TSP Teams Transform Test
James McHale, Software Engineering Institute

Track 3: 10:15-11:15

As pervasive as software has become in today's world, it is remarkable that the development of that software is the only modern technology that depends upon testing as a primary method of defect removal. The current expectation in most organizations, large and small, from initial development and major enhancements through lifecycle maintenance, is that finding and fixing defects during testing typically consumes half or more of allocated software costs. Why is this so? What would a different reality look like? Could that reality be achieved using known methods? There is a potential for a very different reality for test using the Team Software Process (TSP) and the Personal Software Process (PSP). This session presents an overview of the TSP and PSP with actual results from classroom and real-world usage, showing how a coherent packaging of known methods used at the individual and team levels can transform testing phases from high-cost defect removal to high-value-added functional verification.

About the speaker...
James McHale is a Senior Member of the Technical Staff at the Software Engineering Institute. Prior to joining the SEI in 1999, he spent over 20 years in industry as a software engineer, system designer, project leader, and manager working on control systems for diverse applications such as steel mills, power plants, robotics, and transportation. James is an authorized TSP coach, a SCAMPI Lead Appraiser candidate, and he teaches the PSP and TSP course suite at the SEI as well as Introduction to CMMI. He has also co-authored several technical reports relating TSP to process improvement models such as CMM and CMMI.

A Practical Approach to Enterprise SOA Application Integration Testing
Dr. Miroslav Kis, KISM Consulting and Mirko Latkovic, Creative Solutions

Track 4: 10:15-11:15

The reality of SOA implementation in an enterprise environment is that it is never simple. Interfaces change as new service providers and consumers join while the number of interconnections increases exponentially. Adding features or fixing defects can cause an avalanche of new problems. When we add to that the issues related to interoperability of heterogeneous development and production environments, it is obvious that SOA applications need new testing methods. Mirko and Miroslav will present an approach to SOA an application testing that is based on the System Integration Test Service (SITS) concept. The objectives of the approach are to drive business use case based testing, minimize dependency between delivery teams, and provide capability to simulate and test system integration early in the project. The approach also makes it possible to leverage testing efforts and capture regression scenarios while eliminating retesting for service consumers. The key elements of this approach, SITS framework, simulator, and Interoperability Health-Check Service will be described. Finally, an actual experience from a successful SOA implementation will be discussed.

About the speaker...
Mirko Latkovic is a Sun Microsystems Solution and Integration Partner. Mirko has been working with leading financial institutions based in Canada and across the globe. Mirko consults with enterprise architecture and project delivery teams on setting up enterprise wide application and technology strategies and delivering mission critical, high availability, solutions. Mirko holds a BS in computer science.

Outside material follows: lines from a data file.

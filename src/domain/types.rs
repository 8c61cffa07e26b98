//! Shared types for the zone presence pipeline

use serde::{Deserialize, Serialize};
use smallvec::SmallVec;
use std::fmt;

/// Number of monitored zones. Fixed for the lifetime of the process.
pub const ZONE_COUNT: usize = 3;

/// Number of target slots carried by one sensor frame
pub const MAX_TARGETS: usize = 3;

/// Compiled-in zone geometry used until the config or the API overrides it
pub const DEFAULT_ZONES: [Zone; ZONE_COUNT] = [
    Zone::new(1, 1, 4000, 4000),
    Zone::new(-4000, 1, -1, 4000),
    Zone::new(-4001, 4001, 4001, 6000),
];

/// One target slot of a sensor frame, in sensor-native coordinates.
///
/// Created fresh by the sensor link on every read and never mutated afterwards.
#[derive(Debug, Clone, Copy, PartialEq, Eq, Default)]
pub struct RadarTarget {
    /// Slot index within the frame (0-based)
    pub slot: usize,
    /// Horizontal position in mm, sensor axis
    pub x: i16,
    /// Depth in mm
    pub y: i16,
    /// Radial speed in cm/s
    pub speed: i16,
    /// Distance resolution in mm
    pub resolution: u16,
    /// Straight-line distance from the sensor in mm
    pub distance: u16,
    pub valid: bool,
}

impl RadarTarget {
    /// An unoccupied slot
    pub fn empty(slot: usize) -> Self {
        Self { slot, ..Self::default() }
    }

    /// Position in room coordinates.
    ///
    /// The sensor faces into the room, so its x axis is mirrored relative to
    /// the monitored space. Only the position is transformed; speed,
    /// resolution and distance stay in sensor terms.
    #[inline]
    pub fn semantic_position(&self) -> Point {
        Point { x: -i32::from(self.x), y: i32::from(self.y) }
    }

    /// 1-based id reported to subscribers. This is the slot, not a track identity.
    #[inline]
    pub fn id(&self) -> u32 {
        self.slot as u32 + 1
    }
}

impl fmt::Display for RadarTarget {
    fn fmt(&self, f: &mut fmt::Formatter<'_>) -> fmt::Result {
        let p = self.semantic_position();
        write!(
            f,
            "TARGET ID={} X={}mm, Y={}mm, SPEED={}cm/s, RESOLUTION={}mm, DISTANCE={}mm, VALID={}",
            self.id(),
            p.x,
            p.y,
            self.speed,
            self.resolution,
            self.distance,
            u8::from(self.valid)
        )
    }
}

/// A position in room coordinates (mm)
#[derive(Debug, Clone, Copy, PartialEq, Eq, Default)]
pub struct Point {
    pub x: i32,
    pub y: i32,
}

/// Index of one of the fixed zones
#[derive(Debug, Clone, Copy, PartialEq, Eq, Hash, PartialOrd, Ord)]
pub enum ZoneIndex {
    First,
    Second,
    Third,
}

impl ZoneIndex {
    pub const ALL: [ZoneIndex; ZONE_COUNT] = [ZoneIndex::First, ZoneIndex::Second, ZoneIndex::Third];

    #[inline]
    pub fn as_usize(self) -> usize {
        match self {
            ZoneIndex::First => 0,
            ZoneIndex::Second => 1,
            ZoneIndex::Third => 2,
        }
    }

    pub fn from_usize(index: usize) -> Option<Self> {
        Self::ALL.get(index).copied()
    }

    /// 1-based zone number used in logs
    pub fn number(self) -> usize {
        self.as_usize() + 1
    }
}

impl fmt::Display for ZoneIndex {
    fn fmt(&self, f: &mut fmt::Formatter<'_>) -> fmt::Result {
        write!(f, "ZONE {}", self.number())
    }
}

/// Axis-aligned rectangle in room coordinates (mm).
///
/// The corners are stored as written; x1 > x2 or y1 > y2 is allowed.
#[derive(Debug, Clone, Copy, PartialEq, Eq, Serialize, Deserialize)]
pub struct Zone {
    pub x1: i32,
    pub y1: i32,
    pub x2: i32,
    pub y2: i32,
}

impl Zone {
    pub const fn new(x1: i32, y1: i32, x2: i32, y2: i32) -> Self {
        Self { x1, y1, x2, y2 }
    }

    /// Inclusive x range regardless of corner order
    #[inline]
    pub fn x_bounds(&self) -> (i32, i32) {
        (self.x1.min(self.x2), self.x1.max(self.x2))
    }

    /// Inclusive y range regardless of corner order
    #[inline]
    pub fn y_bounds(&self) -> (i32, i32) {
        (self.y1.min(self.y2), self.y1.max(self.y2))
    }
}

/// Partial geometry update for one zone.
///
/// Each field is either present or absent; `null` counts as absent. Unknown
/// keys are ignored so dashboard payloads carrying `id`/`color` still parse.
#[derive(Debug, Clone, Copy, Default, PartialEq, Eq, Deserialize)]
pub struct ZonePatch {
    #[serde(default)]
    pub x1: Option<i32>,
    #[serde(default)]
    pub y1: Option<i32>,
    #[serde(default)]
    pub x2: Option<i32>,
    #[serde(default)]
    pub y2: Option<i32>,
}

impl ZonePatch {
    /// Merge into `zone`: present fields replace, absent fields keep the current value
    pub fn apply_to(&self, zone: Zone) -> Zone {
        Zone {
            x1: self.x1.unwrap_or(zone.x1),
            y1: self.y1.unwrap_or(zone.y1),
            x2: self.x2.unwrap_or(zone.x2),
            y2: self.y2.unwrap_or(zone.y2),
        }
    }

    pub fn is_empty(&self) -> bool {
        self.x1.is_none() && self.y1.is_none() && self.x2.is_none() && self.y2.is_none()
    }
}

/// Zones containing a point, in zone order
pub type ZoneMatches = SmallVec<[ZoneIndex; ZONE_COUNT]>;

/// Per-zone occupancy flags
#[derive(Debug, Clone, Copy, PartialEq, Eq, Default)]
pub struct OccupancyState([bool; ZONE_COUNT]);

impl OccupancyState {
    pub fn from_flags(flags: [bool; ZONE_COUNT]) -> Self {
        Self(flags)
    }

    #[inline]
    pub fn is_occupied(&self, zone: ZoneIndex) -> bool {
        self.0[zone.as_usize()]
    }

    #[inline]
    pub fn mark(&mut self, zone: ZoneIndex) {
        self.0[zone.as_usize()] = true;
    }

    pub fn any(&self) -> bool {
        self.0.iter().any(|&occupied| occupied)
    }

    pub fn flags(&self) -> [bool; ZONE_COUNT] {
        self.0
    }
}

impl fmt::Display for OccupancyState {
    fn fmt(&self, f: &mut fmt::Formatter<'_>) -> fmt::Result {
        let [a, b, c] = self.0.map(u8::from);
        write!(f, "[{} {} {}]", a, b, c)
    }
}

/// Result of one sensor read
#[derive(Debug, Clone, Copy, PartialEq, Eq)]
pub enum ReadOutcome {
    /// Nothing arrived from the sensor this cycle (stall)
    NoData,
    /// A frame arrived; carries the number of valid targets (may be 0)
    Frame(usize),
}

impl ReadOutcome {
    pub fn is_no_data(&self) -> bool {
        matches!(self, ReadOutcome::NoData)
    }
}

/// Position message broadcast to subscribers, one per slot per cycle
#[derive(Debug, Clone, Copy, PartialEq, Eq, Serialize, Deserialize)]
pub struct TelemetryRecord {
    pub id: u32,
    pub x: i32,
    pub y: i32,
}

impl TelemetryRecord {
    /// Invalid slots report the origin so subscribers still get one message per slot
    pub fn from_target(target: &RadarTarget) -> Self {
        if target.valid {
            let p = target.semantic_position();
            Self { id: target.id(), x: p.x, y: p.y }
        } else {
            Self { id: target.id(), x: 0, y: 0 }
        }
    }
}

Miroslav Kis has more than twenty years of experience in high assurance systems architecture, information security, and process improvement both in Canadian chartered banks and global technology companies. Miroslav is a regular speaker at international and government conferences, presenting on system development, information security, and quality assurance topics. He holds a PhD in computer science, TOGAF Certification, and is a Certified Information Systems Security Professional.